» Exercise requirements: Count each line below that has the word "source" in it, and give only the total.

---------- Given data

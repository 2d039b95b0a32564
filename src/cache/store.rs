//! Cache Store Module
//!
//! Main cache engine combining a key index with an LRU list, lazy TTL
//! expiration and CAS versioning.
//!
//! The store does no locking of its own. Every method takes `&mut self`,
//! reads included, since reads move entries in the recency list and may
//! drop expired ones. Callers that share a store wrap it in a lock and may
//! hold that lock across several calls to make them atomic.

use std::collections::HashMap;
use std::fmt;
use std::time::Duration;

use tracing::debug;

use crate::cache::codec::{decode_counter, encode_counter};
use crate::cache::{CacheEntry, EvictionHandler, EvictionReason, LruList, NodeId};
use crate::error::{CacheError, Result};

// == Counter Update ==
/// Outcome of an INCREMENT or DECREMENT.
#[derive(Debug, Clone, Copy, PartialEq, Eq)]
pub struct CounterUpdate {
    /// Counter value after the update
    pub value: u64,
    /// CAS version assigned by the update
    pub cas: u64,
}

// == Cache Store ==
/// LRU + TTL + CAS cache storage.
pub struct CacheStore {
    /// Recency list owning the entries
    order: LruList<CacheEntry>,
    /// Key to list node
    index: HashMap<String, NodeId>,
    /// Maximum number of entries, 0 = unbounded
    max_entries: usize,
    /// Last CAS version handed out
    cas_counter: u64,
    /// Observer for LRU and TTL evictions
    eviction_handler: Option<Box<dyn EvictionHandler>>,
}

impl CacheStore {
    // == Constructor ==
    /// Creates a new CacheStore holding at most `max_entries` entries.
    ///
    /// A `max_entries` of 0 disables LRU eviction entirely.
    pub fn new(max_entries: usize) -> Self {
        Self {
            order: LruList::new(),
            index: HashMap::new(),
            max_entries,
            cas_counter: 0,
            eviction_handler: None,
        }
    }

    /// Attaches a handler called on every LRU or TTL eviction.
    pub fn with_eviction_handler(mut self, handler: impl EvictionHandler + 'static) -> Self {
        self.eviction_handler = Some(Box::new(handler));
        self
    }

    // == Set ==
    /// Unconditionally stores a value and returns its new CAS version.
    ///
    /// Overwriting keeps the key's slot and moves it to the front. Inserting
    /// a new key into a full cache evicts the least recently used entry.
    pub fn set(&mut self, key: &str, value: Vec<u8>, ttl: Duration) -> u64 {
        let cas = self.next_cas();

        if let Some(&id) = self.index.get(key) {
            self.order.move_to_front(id);
            if let Some(entry) = self.order.get_mut(id) {
                entry.store(value, ttl, cas);
            }
            return cas;
        }

        let id = self
            .order
            .push_front(CacheEntry::new(key.to_string(), value, ttl, cas));
        self.index.insert(key.to_string(), id);

        while self.max_entries != 0 && self.order.len() > self.max_entries {
            match self.order.back() {
                Some(oldest) => self.evict(oldest, EvictionReason::LruEviction),
                None => break,
            }
        }

        cas
    }

    // == Add ==
    /// Stores the value only if the key is not already present.
    pub fn add(&mut self, key: &str, value: Vec<u8>, ttl: Duration) -> Result<u64> {
        if self.live_node(key).is_some() {
            return Err(CacheError::AlreadyExists(key.to_string()));
        }
        Ok(self.set(key, value, ttl))
    }

    // == Replace ==
    /// Stores the value only if the key is already present.
    pub fn replace(&mut self, key: &str, value: Vec<u8>, ttl: Duration) -> Result<u64> {
        self.require(key)?;
        Ok(self.set(key, value, ttl))
    }

    // == Cas ==
    /// Compare-and-swap: stores the value only if the key exists and its
    /// current CAS version equals `expected`.
    ///
    /// A version mismatch is reported as `AlreadyExists`.
    pub fn cas(
        &mut self,
        key: &str,
        value: Vec<u8>,
        ttl: Duration,
        expected: u64,
    ) -> Result<u64> {
        let id = self.require(key)?;
        let current = self.order.get(id).map(|entry| entry.cas);
        if current != Some(expected) {
            return Err(CacheError::AlreadyExists(key.to_string()));
        }
        Ok(self.set(key, value, ttl))
    }

    // == Get ==
    /// Retrieves a value by key, marking it most recently used.
    pub fn get(&mut self, key: &str) -> Result<&[u8]> {
        self.gets(key).map(|(value, _)| value)
    }

    // == Gets ==
    /// Retrieves a value together with its CAS version, marking it most
    /// recently used.
    pub fn gets(&mut self, key: &str) -> Result<(&[u8], u64)> {
        let id = self.require(key)?;
        self.order.move_to_front(id);
        self.order
            .get(id)
            .map(|entry| (entry.value.as_slice(), entry.cas))
            .ok_or_else(|| CacheError::NotFound(key.to_string()))
    }

    // == Touch ==
    /// Re-arms the TTL and bumps recency and CAS without changing the value.
    pub fn touch(&mut self, key: &str, ttl: Duration) -> Result<u64> {
        let id = self.require(key)?;
        let cas = self.next_cas();
        self.order.move_to_front(id);
        if let Some(entry) = self.order.get_mut(id) {
            let value = std::mem::take(&mut entry.value);
            entry.store(value, ttl, cas);
        }
        Ok(cas)
    }

    // == Append ==
    /// Appends `suffix` to the stored value and re-stores it with `ttl`.
    pub fn append(&mut self, key: &str, suffix: &[u8], ttl: Duration) -> Result<u64> {
        let mut value = self.current_value(key)?;
        value.extend_from_slice(suffix);
        Ok(self.set(key, value, ttl))
    }

    // == Prepend ==
    /// Prepends `prefix` to the stored value and re-stores it with `ttl`.
    pub fn prepend(&mut self, key: &str, prefix: &[u8], ttl: Duration) -> Result<u64> {
        let current = self.current_value(key)?;
        let mut value = Vec::with_capacity(prefix.len() + current.len());
        value.extend_from_slice(prefix);
        value.extend_from_slice(&current);
        Ok(self.set(key, value, ttl))
    }

    // == Increment ==
    /// Adds `amount` to a stored counter, wrapping on overflow.
    pub fn increment(&mut self, key: &str, amount: u64) -> Result<CounterUpdate> {
        self.update_counter(key, |n| n.wrapping_add(amount))
    }

    // == Decrement ==
    /// Subtracts `amount` from a stored counter, wrapping below zero.
    pub fn decrement(&mut self, key: &str, amount: u64) -> Result<CounterUpdate> {
        self.update_counter(key, |n| n.wrapping_sub(amount))
    }

    // == Delete ==
    /// Removes an entry by key. Returns whether anything was removed.
    ///
    /// Deleting is not an eviction, so the eviction handler is not called.
    pub fn delete(&mut self, key: &str) -> bool {
        match self.index.remove(key) {
            Some(id) => {
                self.order.remove(id);
                true
            }
            None => false,
        }
    }

    // == Flush All ==
    /// Drops every entry without notifying the eviction handler.
    ///
    /// CAS versions keep counting from where they were.
    pub fn flush_all(&mut self) {
        self.order.clear();
        self.index.clear();
    }

    // == Length ==
    /// Returns the number of stored entries, expired-but-unvisited included.
    pub fn len(&self) -> usize {
        self.index.len()
    }

    /// Returns true if the store holds no entries.
    pub fn is_empty(&self) -> bool {
        self.index.is_empty()
    }

    /// Returns the capacity bound, 0 = unbounded.
    pub fn max_entries(&self) -> usize {
        self.max_entries
    }

    /// Keys from most to least recently used. Does not touch anything.
    pub fn keys(&self) -> Vec<&str> {
        self.order.iter().map(|entry| entry.key.as_str()).collect()
    }

    fn next_cas(&mut self) -> u64 {
        self.cas_counter += 1;
        self.cas_counter
    }

    /// Looks up a live entry without touching its recency.
    ///
    /// An entry found expired is evicted with `TtlEviction` and treated as
    /// missing.
    fn live_node(&mut self, key: &str) -> Option<NodeId> {
        let id = *self.index.get(key)?;
        let expired = self.order.get(id).map_or(true, CacheEntry::is_expired);
        if expired {
            self.evict(id, EvictionReason::TtlEviction);
            return None;
        }
        Some(id)
    }

    fn require(&mut self, key: &str) -> Result<NodeId> {
        self.live_node(key).ok_or_else(|| CacheError::NotFound(key.to_string()))
    }

    fn current_value(&mut self, key: &str) -> Result<Vec<u8>> {
        let id = self.require(key)?;
        self.order
            .get(id)
            .map(|entry| entry.value.clone())
            .ok_or_else(|| CacheError::NotFound(key.to_string()))
    }

    fn update_counter(
        &mut self,
        key: &str,
        apply: impl FnOnce(u64) -> u64,
    ) -> Result<CounterUpdate> {
        let id = self.require(key)?;
        let current = match self.order.get(id) {
            Some(entry) => decode_counter(&entry.value).map_err(|source| CacheError::Decode {
                key: key.to_string(),
                source,
            })?,
            None => return Err(CacheError::NotFound(key.to_string())),
        };

        let value = apply(current);
        let cas = self.next_cas();
        self.order.move_to_front(id);
        if let Some(entry) = self.order.get_mut(id) {
            let ttl = entry.ttl;
            entry.store(encode_counter(value), ttl, cas);
        }
        Ok(CounterUpdate { value, cas })
    }

    /// Notifies the handler, then unlinks and drops the entry.
    fn evict(&mut self, id: NodeId, reason: EvictionReason) {
        if let Some(entry) = self.order.get(id) {
            debug!(key = %entry.key, %reason, "evicting cache entry");
            if let Some(handler) = self.eviction_handler.as_mut() {
                handler.handle_eviction(&entry.key, &entry.value, reason);
            }
        }
        if let Some(entry) = self.order.remove(id) {
            self.index.remove(&entry.key);
        }
    }
}

impl fmt::Debug for CacheStore {
    fn fmt(&self, f: &mut fmt::Formatter<'_>) -> fmt::Result {
        f.debug_struct("CacheStore")
            .field("len", &self.len())
            .field("max_entries", &self.max_entries)
            .field("cas_counter", &self.cas_counter)
            .field("eviction_handler", &self.eviction_handler.is_some())
            .finish()
    }
}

--------------------

» Response for this exercise: 2